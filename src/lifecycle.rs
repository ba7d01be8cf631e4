// =============================================================================
// Order-lifecycle telemetry — append-only event log with daily rollups
// =============================================================================
//
// Every request, fill, cancel, and failure emits one event tagged with the
// strategy group that originated it. Fills are idempotent per order id: the
// store enforces at most one BUY_FILLED and one SELL_FILLED per order, so
// concurrent reconciliation passes cannot double-count.
// =============================================================================

use std::sync::Arc;

use chrono::{DateTime, Utc};
use rust_decimal::Decimal;
use serde::{Deserialize, Serialize};
use tracing::{debug, warn};

use crate::exchange::ExchangeApi;
use crate::persistence::Repositories;
use crate::types::{MarketClock, OrderState, Side, StrategyCode, StrategyGroup};

// ---------------------------------------------------------------------------
// Event model
// ---------------------------------------------------------------------------

/// Kind of lifecycle transition being recorded.
#[derive(Debug, Clone, Copy, PartialEq, Eq, Hash, Serialize, Deserialize)]
pub enum LifecycleEventType {
    BuyRequested,
    BuyFilled,
    SellRequested,
    SellFilled,
    CancelRequested,
    Cancelled,
    Failed,
}

impl LifecycleEventType {
    pub fn is_fill(self) -> bool {
        matches!(self, Self::BuyFilled | Self::SellFilled)
    }

    pub fn parse(s: &str) -> Option<Self> {
        match s.to_uppercase().as_str() {
            "BUY_REQUESTED" => Some(Self::BuyRequested),
            "BUY_FILLED" => Some(Self::BuyFilled),
            "SELL_REQUESTED" => Some(Self::SellRequested),
            "SELL_FILLED" => Some(Self::SellFilled),
            "CANCEL_REQUESTED" => Some(Self::CancelRequested),
            "CANCELLED" => Some(Self::Cancelled),
            "FAILED" => Some(Self::Failed),
            _ => None,
        }
    }
}

impl std::fmt::Display for LifecycleEventType {
    fn fmt(&self, f: &mut std::fmt::Formatter<'_>) -> std::fmt::Result {
        let tag = match self {
            Self::BuyRequested => "BUY_REQUESTED",
            Self::BuyFilled => "BUY_FILLED",
            Self::SellRequested => "SELL_REQUESTED",
            Self::SellFilled => "SELL_FILLED",
            Self::CancelRequested => "CANCEL_REQUESTED",
            Self::Cancelled => "CANCELLED",
            Self::Failed => "FAILED",
        };
        write!(f, "{tag}")
    }
}

/// One append-only lifecycle record.
#[derive(Debug, Clone, Serialize, Deserialize)]
pub struct LifecycleEvent {
    pub id: Option<i64>,
    pub order_id: Option<String>,
    pub market: String,
    pub side: Option<Side>,
    pub event_type: LifecycleEventType,
    pub strategy_group: StrategyGroup,
    pub strategy_code: Option<StrategyCode>,
    pub price: Option<Decimal>,
    pub quantity: Option<Decimal>,
    pub message: Option<String>,
    pub created_at: DateTime<Utc>,
}

impl LifecycleEvent {
    pub fn new(
        market: &str,
        event_type: LifecycleEventType,
        strategy_group: StrategyGroup,
    ) -> Self {
        Self {
            id: None,
            order_id: None,
            market: crate::types::normalize_market(market),
            side: None,
            event_type,
            strategy_group,
            strategy_code: None,
            price: None,
            quantity: None,
            message: None,
            created_at: Utc::now(),
        }
    }

    pub fn with_order(mut self, order_id: &str) -> Self {
        self.order_id = Some(order_id.to_string());
        self
    }

    pub fn with_side(mut self, side: Side) -> Self {
        self.side = Some(side);
        self
    }

    pub fn with_strategy(mut self, code: StrategyCode) -> Self {
        self.strategy_code = Some(code);
        self
    }

    pub fn with_fill(mut self, price: Decimal, quantity: Decimal) -> Self {
        self.price = Some(price);
        self.quantity = Some(quantity);
        self
    }

    pub fn with_message(mut self, message: impl Into<String>) -> Self {
        self.message = Some(message.into());
        self
    }
}

// ---------------------------------------------------------------------------
// Rollups
// ---------------------------------------------------------------------------

/// Per-group counts for one aggregation window.
#[derive(Debug, Clone, Default, Serialize, Deserialize)]
pub struct GroupRollup {
    pub buy_requested: u64,
    pub buy_filled: u64,
    pub sell_requested: u64,
    pub sell_filled: u64,
    pub cancelled: u64,
    pub failed: u64,
}

impl GroupRollup {
    /// Requests that have neither filled, cancelled, nor failed yet.
    pub fn pending(&self) -> u64 {
        let requested = self.buy_requested + self.sell_requested;
        let resolved = self.buy_filled + self.sell_filled + self.cancelled + self.failed;
        requested.saturating_sub(resolved)
    }
}

/// Rollup for a window, grouped by strategy group.
#[derive(Debug, Clone, Default, Serialize, Deserialize)]
pub struct LifecycleRollup {
    pub from: Option<DateTime<Utc>>,
    pub to: Option<DateTime<Utc>>,
    pub groups: std::collections::HashMap<String, GroupRollup>,
}

impl LifecycleRollup {
    /// Fold raw `(group, event_type, count)` rows into the rollup shape.
    pub fn from_counts(counts: Vec<(StrategyGroup, LifecycleEventType, u64)>) -> Self {
        let mut rollup = Self::default();
        for (group, event_type, n) in counts {
            let entry = rollup.groups.entry(group.to_string()).or_default();
            match event_type {
                LifecycleEventType::BuyRequested => entry.buy_requested += n,
                LifecycleEventType::BuyFilled => entry.buy_filled += n,
                LifecycleEventType::SellRequested => entry.sell_requested += n,
                LifecycleEventType::SellFilled => entry.sell_filled += n,
                LifecycleEventType::Cancelled | LifecycleEventType::CancelRequested => {
                    entry.cancelled += n
                }
                LifecycleEventType::Failed => entry.failed += n,
            }
        }
        rollup
    }
}

// ---------------------------------------------------------------------------
// Tracker
// ---------------------------------------------------------------------------

/// Front door for emitting events and computing rollups.
pub struct LifecycleTracker {
    repos: Arc<Repositories>,
    clock: MarketClock,
    cached_rollup: parking_lot::RwLock<Option<LifecycleRollup>>,
}

impl LifecycleTracker {
    pub fn new(repos: Arc<Repositories>, clock: MarketClock) -> Self {
        Self {
            repos,
            clock,
            cached_rollup: parking_lot::RwLock::new(None),
        }
    }

    /// Append one event. Duplicate fills for the same order id are dropped by
    /// the store's uniqueness constraint; returns whether the row landed.
    pub async fn record(&self, event: LifecycleEvent) -> bool {
        match self.repos.lifecycle.insert(&event).await {
            Ok(inserted) => {
                if !inserted {
                    debug!(
                        order_id = ?event.order_id,
                        event_type = %event.event_type,
                        "duplicate fill event dropped"
                    );
                }
                inserted
            }
            Err(e) => {
                warn!(error = %e, event_type = %event.event_type, "lifecycle event write failed");
                false
            }
        }
    }

    /// Rollup for the current local-midnight-to-now window.
    pub async fn rollup_today(&self) -> anyhow::Result<LifecycleRollup> {
        let from = self.clock.local_midnight_utc();
        let to = Utc::now();
        self.rollup_between(from, to).await
    }

    pub async fn rollup_between(
        &self,
        from: DateTime<Utc>,
        to: DateTime<Utc>,
    ) -> anyhow::Result<LifecycleRollup> {
        let counts = self.repos.lifecycle.counts_between(from, to).await?;
        let mut rollup = LifecycleRollup::from_counts(counts);
        rollup.from = Some(from);
        rollup.to = Some(to);
        Ok(rollup)
    }

    /// Refresh the cached rollup (called by the 60 s sweep loop).
    pub async fn sweep(&self) {
        match self.rollup_today().await {
            Ok(rollup) => *self.cached_rollup.write() = Some(rollup),
            Err(e) => warn!(error = %e, "lifecycle rollup sweep failed"),
        }
    }

    pub fn cached_rollup(&self) -> Option<LifecycleRollup> {
        self.cached_rollup.read().clone()
    }

    /// Reconciliation pass: after an executor success, re-read the order from
    /// the exchange and make sure the fill event exists. Out-of-band `done`
    /// transitions are caught here; the unique-event constraint makes this
    /// safe to run concurrently.
    pub async fn reconcile_order(
        &self,
        exchange: &dyn ExchangeApi,
        order_id: &str,
        market: &str,
        side: Side,
        strategy_group: StrategyGroup,
        strategy_code: StrategyCode,
    ) {
        let snapshot = match exchange.get_order(order_id).await {
            Ok(s) => s,
            Err(e) => {
                debug!(order_id, error = %e, "reconcile: order re-read failed");
                return;
            }
        };

        if snapshot.state == OrderState::Done && snapshot.executed_volume > Decimal::ZERO {
            let fill_type = match side {
                Side::Buy => LifecycleEventType::BuyFilled,
                Side::Sell => LifecycleEventType::SellFilled,
            };
            let price = snapshot
                .effective_fill_price()
                .unwrap_or(Decimal::ZERO);
            let event = LifecycleEvent::new(market, fill_type, strategy_group)
                .with_order(order_id)
                .with_side(side)
                .with_strategy(strategy_code)
                .with_fill(price, snapshot.executed_volume)
                .with_message("reconciliation");
            self.record(event).await;
        }
    }
}

// =============================================================================
// Tests
// =============================================================================

#[cfg(test)]
mod tests {
    use super::*;

    #[test]
    fn event_type_roundtrip() {
        for t in [
            LifecycleEventType::BuyRequested,
            LifecycleEventType::BuyFilled,
            LifecycleEventType::SellRequested,
            LifecycleEventType::SellFilled,
            LifecycleEventType::CancelRequested,
            LifecycleEventType::Cancelled,
            LifecycleEventType::Failed,
        ] {
            assert_eq!(LifecycleEventType::parse(&t.to_string()), Some(t));
        }
    }

    #[test]
    fn fill_detection() {
        assert!(LifecycleEventType::BuyFilled.is_fill());
        assert!(LifecycleEventType::SellFilled.is_fill());
        assert!(!LifecycleEventType::BuyRequested.is_fill());
    }

    #[test]
    fn rollup_folds_counts_per_group() {
        let rollup = LifecycleRollup::from_counts(vec![
            (StrategyGroup::CoreEngine, LifecycleEventType::BuyRequested, 4),
            (StrategyGroup::CoreEngine, LifecycleEventType::BuyFilled, 3),
            (StrategyGroup::CoreEngine, LifecycleEventType::Cancelled, 1),
            (StrategyGroup::Manual, LifecycleEventType::SellRequested, 2),
            (StrategyGroup::Manual, LifecycleEventType::SellFilled, 2),
        ]);

        let core = &rollup.groups["CORE_ENGINE"];
        assert_eq!(core.buy_requested, 4);
        assert_eq!(core.buy_filled, 3);
        assert_eq!(core.pending(), 0);

        let manual = &rollup.groups["MANUAL"];
        assert_eq!(manual.sell_filled, 2);
        assert_eq!(manual.pending(), 0);
    }

    #[test]
    fn pending_counts_unresolved_requests() {
        let r = GroupRollup {
            buy_requested: 5,
            buy_filled: 2,
            sell_requested: 1,
            sell_filled: 0,
            cancelled: 1,
            failed: 1,
        };
        assert_eq!(r.pending(), 2);
    }

    #[test]
    fn event_builder_normalizes_market() {
        let e = LifecycleEvent::new(
            "btc/usdt",
            LifecycleEventType::BuyRequested,
            StrategyGroup::CoreEngine,
        );
        assert_eq!(e.market, "BTC-USDT");
    }
}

▶ **What the task requires**: The answer must be every line from the entries above that holds the string "CoreEngine".

▶ **Exercise response**:
            (StrategyGroup::CoreEngine, LifecycleEventType::BuyRequested, 4),
            (StrategyGroup::CoreEngine, LifecycleEventType::BuyFilled, 3),
            (StrategyGroup::CoreEngine, LifecycleEventType::Cancelled, 1),
            StrategyGroup::CoreEngine,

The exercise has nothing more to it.